Beyond that, I also find genuine appeal in the game having a positive atmosphere and avoiding the typical grim future you’d imagine something like this would take place in. It makes the fact that these characters are all repeatedly and indiscriminately murdering each other in a cartoonish potpourri of extravagant violence a bit hard to explain and thematically bizarre, but whatever, I’ll take it. It’s nice to play a game where even the darker characters seem to have a positive attitude in a bright and colorful world.

In closing, while Overwatch is fun and appealing at the moment, I can’t help but feel that like with every other FPS ever made (especially those without dedicated servers), it’s going to fall victim to a toxic community and boring meta within the period of a month or possibly less. Nearly everything that Overwatch does well is done better by something else, and in a way that allows for greater capacity of player skill and creativity. Something about Overwatch’s overall design, progression system, and super unique characters makes it feel like it wants to manufacture this amazing experience for you without YOU ever really being the interesting component of that end product.
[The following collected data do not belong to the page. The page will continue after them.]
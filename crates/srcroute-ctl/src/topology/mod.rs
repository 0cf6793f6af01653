//! Topology loading and the link graph.

mod graph;
mod types;

pub use graph::{build_graph, LinkPorts, NodeKind, TopologyGraph};
pub use types::{HostSpec, LinkSpec, SwitchSpec, Topology, TopologyError};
It builds an interesting world around you and gives you a selection of characters and skins for you to create your own look and feel, that goes without saying. But where your identity should most be able to express itself in a video game – the way that you actually play and perform at it – Overwatch is bizarrely sterile and lacking. In all that it does to empower you, it reduces your ability to be an active agent in its world, replacing the ability to create memorable moments with ready-made, manufactured ones. Why feel rewarded by creative play when you can eventually just receive an ultimate ability and have the game deliver to you a false sense of accomplishment and importance? In a game against other human beings that promises a new and exciting way to compete, it goes against its fundamental design, becoming a mess of ideas that are at odds with each other.
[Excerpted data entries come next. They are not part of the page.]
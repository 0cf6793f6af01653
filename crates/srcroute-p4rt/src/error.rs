//! Transport error types and status handling.
//!
//! Switch agents answer writes and reads with a canonical status code. This
//! module maps those codes onto [`TransportError`], the single error type
//! every [`SwitchConnection`](crate::SwitchConnection) operation returns.

use std::fmt;
use thiserror::Error;

/// Canonical status codes returned by a switch agent.
#[repr(i32)]
#[derive(Debug, Clone, Copy, PartialEq, Eq, Hash)]
pub enum P4rtStatus {
    Ok = 0,
    Cancelled = 1,
    Unknown = 2,
    InvalidArgument = 3,
    DeadlineExceeded = 4,
    NotFound = 5,
    AlreadyExists = 6,
    PermissionDenied = 7,
    ResourceExhausted = 8,
    FailedPrecondition = 9,
    Aborted = 10,
    OutOfRange = 11,
    Unimplemented = 12,
    Internal = 13,
    Unavailable = 14,
}

impl P4rtStatus {
    pub fn is_ok(&self) -> bool {
        *self == P4rtStatus::Ok
    }
}

impl fmt::Display for P4rtStatus {
    fn fmt(&self, f: &mut fmt::Formatter<'_>) -> fmt::Result {
        let s = match self {
            P4rtStatus::Ok => "OK",
            P4rtStatus::Cancelled => "CANCELLED",
            P4rtStatus::Unknown => "UNKNOWN",
            P4rtStatus::InvalidArgument => "INVALID_ARGUMENT",
            P4rtStatus::DeadlineExceeded => "DEADLINE_EXCEEDED",
            P4rtStatus::NotFound => "NOT_FOUND",
            P4rtStatus::AlreadyExists => "ALREADY_EXISTS",
            P4rtStatus::PermissionDenied => "PERMISSION_DENIED",
            P4rtStatus::ResourceExhausted => "RESOURCE_EXHAUSTED",
            P4rtStatus::FailedPrecondition => "FAILED_PRECONDITION",
            P4rtStatus::Aborted => "ABORTED",
            P4rtStatus::OutOfRange => "OUT_OF_RANGE",
            P4rtStatus::Unimplemented => "UNIMPLEMENTED",
            P4rtStatus::Internal => "INTERNAL",
            P4rtStatus::Unavailable => "UNAVAILABLE",
        };
        write!(f, "{}", s)
    }
}

/// Error type for switch transport operations.
#[derive(Debug, Clone, PartialEq, Eq, Error)]
pub enum TransportError {
    /// The switch agent answered with a non-OK status.
    #[error("switch returned {status}: {message}")]
    Status { status: P4rtStatus, message: String },

    /// The connection handshake with a switch failed.
    #[error("cannot connect to {address}: {message}")]
    Connect { address: String, message: String },

    /// The connection was closed before or during the operation.
    #[error("connection to {switch} is closed")]
    Closed { switch: String },

    /// The entry was rejected before being sent.
    #[error("invalid table entry: {message}")]
    InvalidEntry { message: String },
}

impl TransportError {
    pub fn status(status: P4rtStatus, message: impl Into<String>) -> Self {
        TransportError::Status {
            status,
            message: message.into(),
        }
    }

    pub fn connect(address: impl Into<String>, message: impl Into<String>) -> Self {
        TransportError::Connect {
            address: address.into(),
            message: message.into(),
        }
    }

    pub fn closed(switch: impl Into<String>) -> Self {
        TransportError::Closed {
            switch: switch.into(),
        }
    }

    pub fn invalid_entry(message: impl Into<String>) -> Self {
        TransportError::InvalidEntry {
            message: message.into(),
        }
    }

    /// Returns true if reissuing the same request could succeed.
    ///
    /// The controller never retries on its own; this is informational for
    /// the operator-facing report.
    pub fn is_transient(&self) -> bool {
        matches!(
            self,
            TransportError::Status {
                status: P4rtStatus::Unavailable
                    | P4rtStatus::DeadlineExceeded
                    | P4rtStatus::Aborted
                    | P4rtStatus::ResourceExhausted,
                ..
            } | TransportError::Connect { .. }
        )
    }
}

/// Result type for transport operations.
pub type TransportResult<T> = Result<T, TransportError>;

#[cfg(test)]
mod tests {
    use super::*;
    use pretty_assertions::assert_eq;

    #[test]
    fn test_status_ok() {
        assert!(P4rtStatus::Ok.is_ok());
        assert!(!P4rtStatus::NotFound.is_ok());
        assert_eq!(P4rtStatus::ResourceExhausted.to_string(), "RESOURCE_EXHAUSTED");
    }

    #[test]
    fn test_error_display_names_cause() {
        let err = TransportError::status(P4rtStatus::InvalidArgument, "bad action param width");
        assert_eq!(
            err.to_string(),
            "switch returned INVALID_ARGUMENT: bad action param width"
        );

        let err = TransportError::closed("s1");
        assert_eq!(err.to_string(), "connection to s1 is closed");
    }

    #[test]
    fn test_transient() {
        assert!(TransportError::status(P4rtStatus::Unavailable, "busy").is_transient());
        assert!(TransportError::connect("10.0.0.1:50001", "refused").is_transient());
        assert!(!TransportError::status(P4rtStatus::InvalidArgument, "bad").is_transient());
        assert!(!TransportError::invalid_entry("no match key").is_transient());
    }
}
Overwatch wants you to imagine that it’s competitive and deep, but also wants you to imagine that you can enjoy yourself no matter your skill level. It makes itself out to be about empowerment, but offers you so few ways to exercise it outside of its restrictive boundaries. It espouses vibrant individuality, but reduces ways to employ it. It is a game that ostensibly breaks outside of the established boundaries into exciting new territory, but is even more a focus-tested, cynical product than its competition. It’s ultimately going to set new precadence with its popularity as it first releases, but as the dust settles and large chunks of its fanbase return to their long-proven standbies, I doubt it will really do anything to kill the established kings of the genre or be taken seriously on a competitive level in tournament play.

**Speaking of making an embarrassment of itself on a competitive level, professional players are already being caught cheating during major events (and, somehow, without the commentators picking up on it, of course).